The Wright etch (also Wright-Jenkins etch) is a preferential etch for revealing defects in <100>- and <111>-oriented, p- and n-type silicon wafers used for making transistors, microprocessors, memories, and other components. Revealing, identifying, and remedying such defects is essential for progress along the path predicted by Moore's law. It was developed by Margaret Wright Jenkins (1936-2018) in 1976 while working in research and development at Motorola Inc. in Phoenix, AZ. It was published in 1977. This etchant reveals clearly defined oxidation-induced stacking faults, dislocations, swirls and striations with minimum surface roughness or extraneous pitting. These defects are known causes of shorts and current leakage in finished semiconductor devices (such as transistors) should they fall across isolated junctions. A relatively low etch rate (~1 micrometre per minute) at room temperature provides etch control. The long shelf life of this etchant allows the solution to be stored in large quantities.

==Etch formula==

The composition of the Wright etch is as follows:
- 60 ml concentrated HF (hydrofluoric acid)
- 30 ml concentrated HNO_{3} (nitric acid)
- 30 ml of 5 mole CrO_{3} (mix 1 gram of chromium trioxide per 2 ml of water; the numbers are suspiciously round because the molecular weight of chromium trioxide is almost exactly 100).
- 2 grams Cu(NO_{3})_{2} . 3H_{2}O (Copper II Nitrate Trihydrate)
- 60 ml concentrated CH_{3}COOH (acetic acid)
- 60 ml H_{2}O (deionized water)

In mixing the solution, the best results are obtained by first dissolving the copper nitrate in the given amount of water; otherwise the order of mixing is not critical.

==Etch mechanism==

The Wright etch consistently produces well-defined etch figures of common defects on silicon surfaces. This effect is attributed to the interactions of the selected chemicals in the formula. Robbins and Schwartz described chemical etching of silicon in detail using an HF, HNO_{3} and H_{2}O system; and an HF, HNO_{3}, H_{2}O and CH_{3}COOH (acetic acid) system. Briefly, the etching of silicon is a two-step process. First, the top surface of the silicon is converted into a soluble oxide by a suitable oxidizing agent(s). Then the resulting oxide layer is removed from the surface by dissolution in a suitable solvent, usually HF. This is a continuous process during the etch cycle. In order to delineate a crystal defect, the defect area must be oxidized at a slower or faster rate than the surrounding area thereby forming a mound or pit during the preferential etch process.

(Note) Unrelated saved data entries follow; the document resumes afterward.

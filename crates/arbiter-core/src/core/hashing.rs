// crates/arbiter-core/src/core/hashing.rs
// ============================================================================
// Module: Arbiter Canonical Hashing
// Description: RFC 8785 JSON canonicalization and content hashing utilities.
// Purpose: Provide deterministic hashes for blocks, merkle leaves, and exports.
// Dependencies: serde, serde_jcs, sha2
// ============================================================================

//! ## Overview
//! Arbiter hashes all canonical JSON using RFC 8785 (JCS) to guarantee stable,
//! replayable digests. Binary payloads are hashed directly over raw bytes.
//! Invariants:
//! - Digest values are lowercase hex.
//! - The zero hash is 64 hex zeros and anchors the genesis block.

// ============================================================================
// SECTION: Imports
// ============================================================================

use serde::Deserialize;
use serde::Serialize;
use sha2::Digest;
use sha2::Sha256;
use thiserror::Error;

// ============================================================================
// SECTION: Hash Algorithm
// ============================================================================

/// Supported hash algorithms for Arbiter artifacts.
#[derive(Debug, Clone, Copy, PartialEq, Eq, Serialize, Deserialize)]
#[serde(rename_all = "snake_case")]
pub enum HashAlgorithm {
    /// SHA-256 hashing (FIPS-friendly default).
    Sha256,
}

/// Default hash algorithm for Arbiter.
pub const DEFAULT_HASH_ALGORITHM: HashAlgorithm = HashAlgorithm::Sha256;

/// Zero hash anchoring the genesis block (64 hex zeros).
pub const ZERO_HASH: &str = "0000000000000000000000000000000000000000000000000000000000000000";

// ============================================================================
// SECTION: Hash Digest
// ============================================================================

/// Deterministic content hash representation.
#[derive(Debug, Clone, PartialEq, Eq, Serialize, Deserialize)]
pub struct HashDigest {
    /// Hash algorithm identifier.
    pub algorithm: HashAlgorithm,
    /// Lowercase hex-encoded digest bytes.
    pub value: String,
}

impl HashDigest {
    /// Creates a new digest from raw bytes.
    #[must_use]
    pub fn new(algorithm: HashAlgorithm, bytes: &[u8]) -> Self {
        Self {
            algorithm,
            value: hex_encode(bytes),
        }
    }
}

// ============================================================================
// SECTION: Errors
// ============================================================================

/// Errors raised when computing canonical hashes.
#[derive(Debug, Error)]
pub enum HashError {
    /// JSON canonicalization failed.
    #[error("failed to canonicalize json: {0}")]
    Canonicalization(String),
}

// ============================================================================
// SECTION: Hashing Helpers
// ============================================================================

/// Returns canonical JSON bytes for a serializable value using RFC 8785.
///
/// # Errors
///
/// Returns [`HashError::Canonicalization`] when serialization fails.
pub fn canonical_json_bytes<T: Serialize + ?Sized>(value: &T) -> Result<Vec<u8>, HashError> {
    serde_jcs::to_vec(value).map_err(|err| HashError::Canonicalization(err.to_string()))
}

/// Hashes canonical JSON using the provided algorithm.
///
/// # Errors
///
/// Returns [`HashError::Canonicalization`] when serialization fails.
pub fn hash_canonical_json<T: Serialize + ?Sized>(
    algorithm: HashAlgorithm,
    value: &T,
) -> Result<HashDigest, HashError> {
    let bytes = canonical_json_bytes(value)?;
    Ok(hash_bytes(algorithm, &bytes))
}

/// Hashes raw bytes using the provided algorithm.
#[must_use]
pub fn hash_bytes(algorithm: HashAlgorithm, bytes: &[u8]) -> HashDigest {
    match algorithm {
        HashAlgorithm::Sha256 => {
            let mut hasher = Sha256::new();
            hasher.update(bytes);
            let digest = hasher.finalize();
            HashDigest::new(HashAlgorithm::Sha256, &digest)
        }
    }
}

// ============================================================================
// SECTION: Hex Encoding
// ============================================================================

/// Encodes bytes as a lowercase hex string.
fn hex_encode(bytes: &[u8]) -> String {
    const HEX: &[u8; 16] = b"0123456789abcdef";
    let mut out = String::with_capacity(bytes.len() * 2);
    for byte in bytes {
        out.push(HEX[(byte >> 4) as usize] as char);
        out.push(HEX[(byte & 0x0f) as usize] as char);
    }
    out
}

In the present system, the silicon is oxidized with HNO_{3}, CrO_{3} solution (which in this case contains the Cr_{2}O_{7}^{2−} dichromate ion, since the pH is low - see the phase diagram in chromic acid) and Cu (NO_{3})_{2}. The dichromate ion, a strong oxidizing agent, is considered to be the principal oxidizing agent. The ratio of HNO_{3} to CrO_{3} solution stated in the formula produces a superior etched surface. Other ratios produce less desirable finishes. With the addition of a small amount of Cu (NO_{3})_{2}, the definition of the defect was enhanced. Therefore, it is believed that the Cu (NO_{3})_{2} affects the localized differential oxidation rate at the defect site. The addition of the acetic acid gave the background surface of the etched silicon a smooth finish. It is theorized that this effect is attributed to the wetting action of the acetic acid which prevents the formation of bubbles during etching.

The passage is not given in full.